Apricot leather is common both in Syria and elsewhere in the region but not grape leather. A speciality of South Eastern Turkey where it is called bastik and northern Syria where it is known as malban. You find in the the souks of Aleppo where it is sold folded like handkerchiefs while in the bazaars of Gaziantep, it is sold folded the same way or shaped into triangles and filled with ground pistachios. It should really be made with fresh grape juice but often, it is made with pekmez. The pekmez is mixed with water, sugar and cornstarch and boiled until thickened then spread with a wooden trowel on sheets and left to dry in the sun. Once dry, it is peeled off the sheets, cut into squares and folded. The Turks sprinkle the inside with cornstarch before folding it but the Syrians don’t and I much prefer the Syrian version which I used to watch my aunt make in Mashta el-Helou where we spent our summers. She used fresh grape juice which she boiled down, perhaps with sugar but I don’t remember, and spread it on pristine white cotton sheets unlike the Turkish guys who used lurid blue synthetic sheets.
Spreading the grape jelly onto the sheet
I also watched them make ceviz sucugu (walnut ‘sausages’), using the same grape ‘jelly’ and dipping walnut halves threaded onto cotton string into it. The walnut ‘ropes’ are tied onto a metal ring and dipped again and again into the hot grape ‘jelly’ until they are thickly coated with the ‘jelly’, then they are hung to dry.

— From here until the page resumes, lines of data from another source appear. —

//! Mounts the screen a controller asks for.
//!
//! The manager keeps exactly one screen mounted. A transition request for
//! the id that is already mounted updates that screen in place; a request
//! for any other id tears the current screen down (giving it the chance to
//! save its state) and mounts the requested component.

use super::view_controller::{ViewControllerId, ViewControllerRecord};
use super::{Capability, Component, Screen, Transition, ViewProps};
use std::fmt;
use std::rc::Rc;

/// What a controller wants on screen next.
#[derive(Clone)]
pub struct TransitionRequest {
    pub view: ViewControllerId,
    pub component: Rc<dyn Component>,
    pub transition: Transition,
    pub view_props: ViewProps,
}

impl TransitionRequest {
    /// Builds a request that mounts `record` with its props, saved state,
    /// scroll handle and the given capability.
    pub fn for_record(
        record: &ViewControllerRecord,
        transition: Transition,
        capability: Capability,
    ) -> Self {
        TransitionRequest {
            view: record.id,
            component: Rc::clone(&record.component),
            transition,
            view_props: ViewProps {
                props: record.props.clone(),
                initial_state: record.saved_state.clone(),
                scrollable: record.scrollable.clone(),
                capability,
            },
        }
    }
}

impl fmt::Debug for TransitionRequest {
    fn fmt(&self, f: &mut fmt::Formatter<'_>) -> fmt::Result {
        f.debug_struct("TransitionRequest")
            .field("view", &self.view)
            .field("component", &self.component.name())
            .field("transition", &self.transition)
            .finish()
    }
}

struct MountedView {
    id: ViewControllerId,
    screen: Box<dyn Screen>,
}

pub struct ViewManager {
    name: String,
    current: Option<MountedView>,
    last_transition: Option<Transition>,
    mount_count: usize,
}

impl ViewManager {
    pub fn new(name: &str) -> Self {
        ViewManager {
            name: name.to_string(),
            current: None,
            last_transition: None,
            mount_count: 0,
        }
    }

    pub fn transition_to(&mut self, request: TransitionRequest) {
        let TransitionRequest {
            view,
            component,
            transition,
            view_props,
        } = request;

        self.last_transition = Some(transition);

        if let Some(mounted) = self.current.as_mut().filter(|mounted| mounted.id == view) {
            tracing::trace!(manager = %self.name, %view, %transition, "updating mounted view");
            mounted.screen.update(view_props);
            return;
        }

        self.unmount();

        tracing::debug!(
            manager = %self.name,
            %view,
            component = component.name(),
            %transition,
            "mounting view"
        );
        let screen = component.mount(view_props);
        self.current = Some(MountedView { id: view, screen });
        self.mount_count += 1;
    }

    /// Tears down the mounted screen, if any.
    pub fn unmount(&mut self) {
        if let Some(mut previous) = self.current.take() {
            tracing::trace!(manager = %self.name, view = %previous.id, "unmounting view");
            previous.screen.will_unmount();
        }
    }

    pub fn current_view(&self) -> Option<ViewControllerId> {
        self.current.as_ref().map(|mounted| mounted.id)
    }

    pub fn active_screen(&self) -> Option<&(dyn Screen + 'static)> {
        self.current.as_ref().map(|mounted| mounted.screen.as_ref())
    }

    pub fn active_screen_mut(&mut self) -> Option<&mut (dyn Screen + 'static)> {
        self.current.as_mut().map(|mounted| mounted.screen.as_mut())
    }

    pub fn last_transition(&self) -> Option<Transition> {
        self.last_transition
    }

    /// Number of screens mounted so far (updates in place don't count).
    pub fn mount_count(&self) -> usize {
        self.mount_count
    }
}

impl fmt::Debug for ViewManager {
    fn fmt(&self, f: &mut fmt::Formatter<'_>) -> fmt::Result {
        f.debug_struct("ViewManager")
            .field("name", &self.name)
            .field("current", &self.current_view())
            .field("last_transition", &self.last_transition)
            .field("mount_count", &self.mount_count)
            .finish()
    }
}

impl Drop for ViewManager {
    fn drop(&mut self) {
        self.unmount();
    }
}

#[cfg(test)]
mod tests {
    use super::*;
    use crate::context::test_helpers::{create_test_context, TestComponent, TestScreen};
    use crate::view::navigation::NavigationStack;
    use crate::view::view_controller::{prepare_view_controller, ViewControllerSpec};
    use crate::view::{Props, Scrollable, SavedState};
    use serde_json::json;

    fn request_for(
        component: Rc<TestComponent>,
        props: Props,
        stack: &NavigationStack,
    ) -> TransitionRequest {
        let record = prepare_view_controller(
            ViewControllerSpec::new(component).props(props),
            &Scrollable::default_factory(),
        );
        TransitionRequest::for_record(
            &record,
            Transition::Forward,
            Capability::Navigator(stack.navigator(record.id)),
        )
    }

    fn stack() -> NavigationStack {
        let (context, _rx) = create_test_context();
        NavigationStack::new("main", ViewControllerSpec::new(TestComponent::new("root")), &context)
    }

    #[test]
    fn mounts_requested_component() {
        let stack = stack();
        let component = TestComponent::new("list");
        let request = request_for(component.clone(), Props::new(), &stack);
        let view = request.view;
        let mut manager = ViewManager::new("test");

        manager.transition_to(request);

        assert_eq!(manager.current_view(), Some(view));
        assert_eq!(manager.last_transition(), Some(Transition::Forward));
        assert_eq!(manager.mount_count(), 1);
        assert_eq!(component.mounts(), 1);
    }

    #[test]
    fn same_view_is_updated_in_place() {
        let stack = stack();
        let component = TestComponent::new("list");
        let first = request_for(component.clone(), Props::new(), &stack);
        let mut again = first.clone();
        again.transition = Transition::Instant;
        again.view_props.props.insert("page".to_string(), json!(2));
        let mut manager = ViewManager::new("test");

        manager.transition_to(first);
        manager.transition_to(again);

        assert_eq!(manager.mount_count(), 1);
        assert_eq!(component.mounts(), 1);
        let screen = manager
            .active_screen()
            .and_then(|screen| screen.downcast_ref::<TestScreen>());
        assert_eq!(screen.map(|screen| screen.updates), Some(1));
        assert_eq!(
            screen.and_then(|screen| screen.props.props.get("page").cloned()),
            Some(json!(2))
        );
    }

    #[test]
    fn switching_views_unmounts_the_previous_screen() {
        let stack = stack();
        let root = stack.root_id();
        let record = stack.get_view_controller(&root).unwrap();
        let first = TransitionRequest::for_record(
            &record,
            Transition::Instant,
            Capability::Navigator(stack.navigator(root)),
        );
        let second = request_for(TestComponent::new("b"), Props::new(), &stack);
        let second_view = second.view;
        let mut manager = ViewManager::new("test");
        manager.transition_to(first);

        let mut state = SavedState::new();
        state.insert("draft".to_string(), json!("hello"));
        if let Some(screen) = manager
            .active_screen_mut()
            .and_then(|screen| screen.downcast_mut::<TestScreen>())
        {
            screen.state = state.clone();
        }

        manager.transition_to(second);

        assert_eq!(manager.current_view(), Some(second_view));
        assert_eq!(manager.mount_count(), 2);
        assert_eq!(
            stack.get_view_controller(&root).and_then(|r| r.saved_state),
            Some(state)
        );
    }

    #[test]
    fn unmount_clears_the_current_view() {
        let stack = stack();
        let mut manager = ViewManager::new("test");
        manager.transition_to(request_for(TestComponent::new("a"), Props::new(), &stack));

        manager.unmount();

        assert_eq!(manager.current_view(), None);
        assert!(manager.active_screen().is_none());
    }
}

He has threaded all the walnuts and he is now tying the walnut ‘ropes’ onto the metal rings
Dipping the walnut ‘ropes’ into the boiling jelly
Hanging the walnut ‘sausages’ to dry
I don’t have a precise recipe but if you have pekmez, you can try your hand at making some ‘sausages’ or leather. Just remember that the ‘jelly’ shouldn’t be too sweet nor too thick.